Predicting the chemical equilibrium point of reacting components in gaseous mixtures through a novel Hierarchical Manta-Ray Foraging Optimization Algorithm
Künye
Turgut, O. E., Genceli, H., Asker, M., Çoban, M. T., & Akrami, M. (2025). Predicting the chemical equilibrium point of reacting components in gaseous mixtures through a novel Hierarchical Manta-Ray Foraging Optimization Algorithm. Scientific Reports, 15(1), 11112.Özet
This study proposes a Hierarchical Manta-Ray Foraging Optimization (HMRFO) algorithm for calculating the equilibrium points of chemical reactions. To improve the solution diversity in the trial Manta-Ray population and enhance the general optimization effectivity of the algorithm, an ordered hierarchy is integrated into the original algorithm, taking into account the efficient search strategies of Elite-Opposition learning, Dynamic Opposition Learning, and Quantum search operator. Within this proposed concept, the Manta-ray population is divided into three main sub-populations: the Elite Oppositional learning scheme manipulates top elite individuals, Dynamic Oppositional learning search equations update average population members, and quantum-based learning equations process the worst members. The improved MRFO is applied to a hundred 30D and 500D optimization benchmark functions, and results have been compared to those obtained from state-of-art metaheuristic optimizers. Then, the proposed optimizer solved twenty-eight test problems previously employed in CEC-2013 competitions, and corresponding results were benchmarked against well-reputed metaheuristics.

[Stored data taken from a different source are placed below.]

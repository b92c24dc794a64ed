//! End-to-end flows through the timeline host.
//!
//! Fixture geometry: visible range 0..10 h over 1000 px with a 3x buffer, so
//! the canvas spans -10 h..20 h over 3000 px, one pixel is 36 s, and with the
//! surface at the origin a screen x maps to `x * 36 s`.

use tline::prelude::*;
use tline::{
    ConfigError, HitZone, InteractionState, PointerKind, ResizeEdge, TimeUnit, TimelineError,
    ValidatorAction, WheelModifiers,
};

const MINUTE: Millis = 60_000;
const HOUR: Millis = 60 * MINUTE;
const DAY: Millis = 24 * HOUR;

fn config() -> TimelineConfig {
    TimelineConfig {
        stacking_enabled: true,
        initial_width_px: 1_000.0,
        ..TimelineConfig::default()
    }
}

fn groups() -> Vec<Group> {
    vec![Group::new(1, "A"), Group::new(2, "B")]
}

fn items() -> Vec<Item> {
    vec![
        Item::new(1, 1, HOUR, 2 * HOUR),
        Item::new(2, 2, 3 * HOUR, 4 * HOUR),
    ]
}

fn timeline() -> Timeline {
    Timeline::new(
        config(),
        InitialViewport::with_default(0, 10 * HOUR),
        items(),
        groups(),
    )
    .unwrap()
}

fn down(item: u64, hit: HitZone, x: f64, y: f64) -> PointerEvent {
    PointerEvent::Down {
        item: ItemId::new(item),
        hit,
        kind: PointerKind::Mouse,
        x,
        y,
    }
}

fn touch(item: u64, x: f64, y: f64) -> PointerEvent {
    PointerEvent::Down {
        item: ItemId::new(item),
        hit: HitZone::Body,
        kind: PointerKind::Touch,
        x,
        y,
    }
}

/// Click item 1 once so it becomes selected.
fn select_first(tl: &mut Timeline) {
    tl.pointer(down(1, HitZone::Body, 120.0, 10.0));
    tl.pointer(PointerEvent::Up { x: 120.0, y: 10.0 });
    assert_eq!(tl.selected(), &[ItemId::new(1)]);
}

#[test]
fn construction_requires_a_viewport() {
    let err = Timeline::new(config(), InitialViewport::default(), items(), groups()).unwrap_err();
    assert!(matches!(
        err,
        TimelineError::Config(ConfigError::MissingViewport)
    ));
}

#[test]
fn construction_rejects_invalid_config() {
    let bad = TimelineConfig {
        row_height_px: -1.0,
        ..config()
    };
    let err = Timeline::new(bad, InitialViewport::with_default(0, HOUR), items(), groups())
        .unwrap_err();
    assert!(matches!(err, TimelineError::Config(ConfigError::Validation(_))));
}

#[test]
fn overlapping_items_stack_within_their_group() {
    let items = vec![
        Item::new(1, 1, 0, 100 * MINUTE),
        Item::new(2, 1, 50 * MINUTE, 150 * MINUTE),
        Item::new(3, 2, 0, 100 * MINUTE),
    ];
    let tl = Timeline::new(
        TimelineConfig {
            row_height_px: 30.0,
            ..config()
        },
        InitialViewport::with_default(0, 10 * HOUR),
        items,
        groups(),
    )
    .unwrap();

    let pass = tl.render_pass(0);
    assert_eq!(pass.item(ItemId::new(1)).unwrap().stack_slot, 0);
    assert_eq!(pass.item(ItemId::new(2)).unwrap().stack_slot, 1);
    assert_eq!(pass.item(ItemId::new(3)).unwrap().stack_slot, 0);
    assert_eq!(pass.groups[0].height, 60.0);
    assert_eq!(pass.groups[1].height, 30.0);
    assert_eq!(pass.groups[1].top, 60.0);
    assert_eq!(pass.total_height, 90.0);
}

#[test]
fn click_selects_then_reports_clicks() {
    let mut tl = timeline();
    tl.pointer(down(1, HitZone::Body, 120.0, 10.0));
    let events = tl.pointer(PointerEvent::Up { x: 120.0, y: 10.0 });
    // 1.2 h floored to the 15 min grid.
    assert_eq!(
        events,
        vec![TimelineEvent::ItemSelect {
            item: ItemId::new(1),
            time: HOUR,
        }]
    );

    tl.pointer(down(1, HitZone::Body, 120.0, 10.0));
    let events = tl.pointer(PointerEvent::Up { x: 120.0, y: 10.0 });
    assert_eq!(
        events,
        vec![TimelineEvent::ItemClick {
            item: ItemId::new(1),
            time: HOUR,
        }]
    );

    let events = tl.canvas_click(500.0, 10.0);
    assert_eq!(events[0], TimelineEvent::ItemDeselect);
    assert_eq!(
        events[1],
        TimelineEvent::CanvasClick {
            group: GroupId::new(1),
            time: 5 * HOUR,
        }
    );
}

#[test]
fn unselected_item_does_not_drag() {
    let mut tl = timeline();
    tl.pointer(down(1, HitZone::Body, 120.0, 10.0));
    let events = tl.pointer(PointerEvent::Move { x: 170.0, y: 10.0 });
    assert!(events.is_empty());
    assert!(matches!(
        tl.interaction_state(),
        InteractionState::Pressed { .. }
    ));
}

#[test]
fn touch_tap_sends_click_when_configured() {
    let mut tl = Timeline::new(
        TimelineConfig {
            item_touch_sends_click: true,
            ..config()
        },
        InitialViewport::with_default(0, 10 * HOUR),
        items(),
        groups(),
    )
    .unwrap();
    tl.pointer(touch(1, 120.0, 10.0));
    let events = tl.pointer(PointerEvent::Up { x: 120.0, y: 10.0 });
    assert_eq!(
        events,
        vec![TimelineEvent::ItemClick {
            item: ItemId::new(1),
            time: HOUR,
        }]
    );
    assert!(tl.selected().is_empty());

    // A mouse click still selects.
    tl.pointer(down(1, HitZone::Body, 120.0, 10.0));
    let events = tl.pointer(PointerEvent::Up { x: 120.0, y: 10.0 });
    assert!(matches!(events[0], TimelineEvent::ItemSelect { .. }));
}

#[test]
fn touch_tap_selects_by_default() {
    let mut tl = timeline();
    tl.pointer(touch(1, 120.0, 10.0));
    let events = tl.pointer(PointerEvent::Up { x: 120.0, y: 10.0 });
    assert!(matches!(events[0], TimelineEvent::ItemSelect { .. }));
    assert!(tl.is_selected(ItemId::new(1)));
}

#[test]
fn clicks_report_nothing_when_selection_disabled() {
    let mut tl = Timeline::new(
        TimelineConfig {
            can_select: false,
            ..config()
        },
        InitialViewport::with_default(0, 10 * HOUR),
        items(),
        groups(),
    )
    .unwrap();
    tl.pointer(down(1, HitZone::Body, 120.0, 10.0));
    assert!(tl.pointer(PointerEvent::Up { x: 120.0, y: 10.0 }).is_empty());
    assert!(tl.selected().is_empty());

    // Never selected, so never draggable.
    tl.pointer(down(1, HitZone::Body, 120.0, 10.0));
    assert!(tl.pointer(PointerEvent::Move { x: 170.0, y: 10.0 }).is_empty());
}

#[test]
fn every_controlled_selection_entry_can_drag() {
    let mut tl = timeline();
    tl.set_selected(&[ItemId::new(1), ItemId::new(2)]);
    tl.pointer(down(2, HitZone::Body, 320.0, 40.0));
    let events = tl.pointer(PointerEvent::Move { x: 370.0, y: 40.0 });
    assert_eq!(
        events,
        vec![TimelineEvent::DragPreview {
            item: ItemId::new(2),
            time: 210 * MINUTE,
            group: GroupId::new(2),
        }]
    );
    assert_eq!(tl.render_pass(0).selected, vec![ItemId::new(1), ItemId::new(2)]);
}

#[test]
fn canvas_pan_is_ignored_during_item_drag() {
    let mut tl = timeline();
    select_first(&mut tl);

    // A pan already in progress ends when an item is pressed.
    tl.pan_start(500.0);
    tl.pointer(down(1, HitZone::Body, 120.0, 10.0));
    tl.pointer(PointerEvent::Move { x: 170.0, y: 10.0 });
    assert!(tl.pan_move(450.0).is_empty());

    // A pan started mid-drag never begins.
    tl.pan_start(500.0);
    assert!(tl.pan_move(450.0).is_empty());
    assert_eq!(tl.viewport().visible_start, 0);
    assert_eq!(tl.scroll_left(), 1_000.0);

    let events = tl.pointer(PointerEvent::Up { x: 170.0, y: 10.0 });
    assert!(matches!(events[0], TimelineEvent::MoveCommit { .. }));
    assert!(tl.pan_move(400.0).is_empty());
    assert_eq!(tl.viewport().visible_start, 0);
}

#[test]
fn drag_previews_then_commits_across_groups() {
    let mut tl = timeline();
    select_first(&mut tl);

    tl.pointer(down(1, HitZone::Body, 120.0, 10.0));
    let events = tl.pointer(PointerEvent::Move { x: 170.0, y: 40.0 });
    // Grabbed 0.2 h into the item; pointer at 1.7 h, start at 1.5 h.
    assert_eq!(
        events,
        vec![TimelineEvent::DragPreview {
            item: ItemId::new(1),
            time: 90 * MINUTE,
            group: GroupId::new(2),
        }]
    );
    let preview = tl.layout().dimensions(ItemId::new(1)).unwrap();
    assert_eq!(preview.group, GroupId::new(2));

    let events = tl.pointer(PointerEvent::Up { x: 170.0, y: 40.0 });
    assert_eq!(
        events,
        vec![TimelineEvent::MoveCommit {
            item: ItemId::new(1),
            time: 90 * MINUTE,
            group: GroupId::new(2),
        }]
    );
    assert!(tl.interaction_state().is_idle());
    // The host has not applied the move yet, so the layout shows the
    // stored item again.
    let settled = tl.layout().dimensions(ItemId::new(1)).unwrap();
    assert_eq!(settled.group, GroupId::new(1));
}

#[test]
fn explicit_cancel_discards_drag() {
    let mut tl = timeline();
    select_first(&mut tl);
    tl.pointer(down(1, HitZone::Body, 120.0, 10.0));
    tl.pointer(PointerEvent::Move { x: 170.0, y: 40.0 });
    let events = tl.pointer(PointerEvent::Cancel);
    assert!(events.is_empty());
    assert!(tl.interaction_state().is_idle());
    assert_eq!(
        tl.layout().dimensions(ItemId::new(1)).unwrap().group,
        GroupId::new(1)
    );
}

#[test]
fn resize_handle_moves_right_edge() {
    let mut tl = timeline();
    select_first(&mut tl);

    tl.pointer(down(1, HitZone::ResizeHandle, 200.0, 10.0));
    let events = tl.pointer(PointerEvent::Move { x: 225.0, y: 10.0 });
    assert_eq!(
        events,
        vec![TimelineEvent::ResizePreview {
            item: ItemId::new(1),
            time: 2 * HOUR + 15 * MINUTE,
            edge: ResizeEdge::Right,
        }]
    );
    let preview = tl.layout().dimensions(ItemId::new(1)).unwrap();
    assert!((preview.width - 125.0).abs() < 1e-9);

    let events = tl.pointer(PointerEvent::Up { x: 225.0, y: 10.0 });
    assert_eq!(
        events,
        vec![TimelineEvent::ResizeCommit {
            item: ItemId::new(1),
            time: 2 * HOUR + 15 * MINUTE,
            edge: ResizeEdge::Right,
            delta: 15 * MINUTE,
        }]
    );
}

#[test]
fn validator_answer_is_committed_verbatim() {
    let mut tl = timeline().with_validator(
        |action: ValidatorAction, _: &Item, time: Millis, edge: Option<ResizeEdge>| -> Millis {
            match (action, edge) {
                (ValidatorAction::Move, None) => -5 * HOUR,
                (ValidatorAction::Resize, Some(ResizeEdge::Right)) => 3 * HOUR,
                _ => time,
            }
        },
    );
    select_first(&mut tl);
    tl.pointer(down(1, HitZone::Body, 120.0, 10.0));
    tl.pointer(PointerEvent::Move { x: 170.0, y: 10.0 });
    let events = tl.pointer(PointerEvent::Up { x: 170.0, y: 10.0 });
    assert_eq!(
        events,
        vec![TimelineEvent::MoveCommit {
            item: ItemId::new(1),
            time: -5 * HOUR,
            group: GroupId::new(1),
        }]
    );

    tl.pointer(down(1, HitZone::ResizeHandle, 200.0, 10.0));
    tl.pointer(PointerEvent::Move { x: 225.0, y: 10.0 });
    let events = tl.pointer(PointerEvent::Up { x: 225.0, y: 10.0 });
    assert_eq!(
        events,
        vec![TimelineEvent::ResizeCommit {
            item: ItemId::new(1),
            time: 3 * HOUR,
            edge: ResizeEdge::Right,
            delta: HOUR,
        }]
    );
}

#[test]
fn zoom_in_clamps_to_min_zoom() {
    let mut tl = timeline();
    tl.change_zoom(0.01, 0.5);
    assert_eq!(tl.viewport().zoom(), HOUR);
    assert_eq!(tl.viewport().visible_start, 9 * HOUR / 2);
    assert!(tl.viewport().is_consistent());
}

#[test]
fn ctrl_wheel_zooms_around_pointer() {
    let mut tl = timeline();
    let events = tl.wheel(WheelInput {
        delta_y: 50.0,
        pointer_x: 500.0,
        modifiers: WheelModifiers {
            ctrl: true,
            ..WheelModifiers::default()
        },
        ..WheelInput::default()
    });
    assert_eq!(tl.viewport().visible_start, -5 * HOUR);
    assert_eq!(tl.viewport().visible_end, 15 * HOUR);
    assert!(events.iter().any(|e| matches!(e, TimelineEvent::Zoom { .. })));
}

#[test]
fn shift_wheel_scrolls_sideways() {
    let mut tl = timeline();
    tl.wheel(WheelInput {
        delta_y: 100.0,
        modifiers: WheelModifiers {
            shift: true,
            ..WheelModifiers::default()
        },
        ..WheelInput::default()
    });
    assert_eq!(tl.viewport().visible_start, HOUR);
    assert_eq!(tl.viewport().zoom(), 10 * HOUR);
}

#[test]
fn plain_wheel_is_left_to_the_host() {
    let mut tl = timeline();
    let events = tl.wheel(WheelInput {
        delta_y: 100.0,
        ..WheelInput::default()
    });
    assert!(events.is_empty());
}

#[test]
fn pinch_out_zooms_in() {
    let mut tl = timeline();
    tl.pinch_start(100.0);
    tl.pinch_move(200.0, 0.0);
    tl.pinch_end();
    assert_eq!(tl.viewport().visible_start, 0);
    assert_eq!(tl.viewport().zoom(), 5 * HOUR);
    assert!(tl.pinch_move(400.0, 0.0).is_empty());
}

#[test]
fn drag_pan_scrolls_against_the_pointer() {
    let mut tl = timeline();
    tl.pan_start(500.0);
    tl.pan_move(450.0);
    tl.pan_end();
    assert_eq!(tl.viewport().visible_start, 30 * MINUTE);
    assert_eq!(tl.scroll_left(), 1_050.0);
}

#[test]
fn wide_period_changes_unit() {
    let mut tl = timeline();
    assert_eq!(tl.unit(), TimeUnit::Hour);
    let events = tl.show_period(0, 5 * DAY);
    assert_eq!(events.last(), Some(&TimelineEvent::UnitChange { unit: TimeUnit::Day }));
    assert_eq!(tl.render_pass(0).unit, TimeUnit::Day);
}

#[test]
fn overlong_period_keeps_its_start_at_max_zoom() {
    let mut tl = timeline();
    let max_zoom = tl.config().max_zoom_millis;
    tl.show_period(DAY, DAY + 2 * max_zoom);
    assert_eq!(tl.viewport().visible_start, DAY);
    assert_eq!(tl.viewport().zoom(), max_zoom);
    assert!(tl.viewport().is_consistent());
}

#[test]
fn short_period_is_ignored() {
    let mut tl = timeline();
    assert!(tl.show_period(0, 10 * MINUTE).is_empty());
    assert_eq!(tl.viewport().zoom(), 10 * HOUR);
}

#[test]
fn resize_reports_canvas_and_recentres_scroll() {
    let mut tl = timeline();
    let events = tl.resize(2_000.0);
    assert_eq!(
        events,
        vec![TimelineEvent::CanvasResize {
            canvas_width: 6_000.0,
            visible_width: 2_000.0,
            height: tl.layout().total_height,
        }]
    );
    assert_eq!(tl.scroll_left(), 2_000.0);
    let item = tl.layout().dimensions(ItemId::new(1)).unwrap();
    assert!((item.left - 2_200.0).abs() < 1e-9);
}

#[test]
fn reconcile_restacks_on_new_items() {
    let mut tl = timeline();
    let mut next = items();
    next.push(Item::new(3, 1, HOUR, 2 * HOUR));
    let events = tl.reconcile(next, groups(), None);
    assert!(events.is_empty());
    assert_eq!(tl.layout().items.len(), 3);
    assert_eq!(tl.layout().dimensions(ItemId::new(3)).unwrap().stack_slot, 1);
}

#[test]
fn controlled_range_moves_canvas() {
    let mut tl = timeline();
    let events = tl.reconcile(items(), groups(), Some(VisibleRange::new(DAY, DAY + 10 * HOUR)));
    assert_eq!(
        events,
        vec![TimelineEvent::BoundsChange {
            canvas_start: DAY - 10 * HOUR,
            canvas_end: DAY + 20 * HOUR,
        }]
    );
    assert!(tl.layout().items.is_empty());
}

#[test]
fn render_pass_carries_markers_and_columns() {
    let tl = timeline().with_children(&[
        ChildSpec::Headers,
        ChildSpec::TodayMarker,
        ChildSpec::CustomMarker { at: 30 * HOUR },
    ]);
    let pass = tl.render_pass(2 * HOUR);
    assert!(pass.headers);
    // The custom marker lies past the canvas end.
    assert_eq!(pass.markers.len(), 1);
    assert!((pass.markers[0].left - 1_200.0).abs() < 1e-9);
    assert_eq!(pass.columns.len(), 30);
    assert_eq!(pass.scroll_left, 1_000.0);

    let json = serde_json::to_value(&pass).unwrap();
    assert_eq!(json["headers"], true);
    assert_eq!(json["markers"][0]["kind"], "today");
    assert_eq!(json["unit"], pass.unit.as_str());
}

This research study also suggests a novel mathematical model for solving chemical equilibrium problems for ideal gas mixtures. Four challenging case studies related to chemical equilibrium problems have been performed by the HMRFO for varying test conditions, and it is observed that HMRFO can effectively cope with the tedious nonlinearities and complexities of the governing thermodynamic models associated with solving chemical equilibrium problems for gaseous reacting mixture components.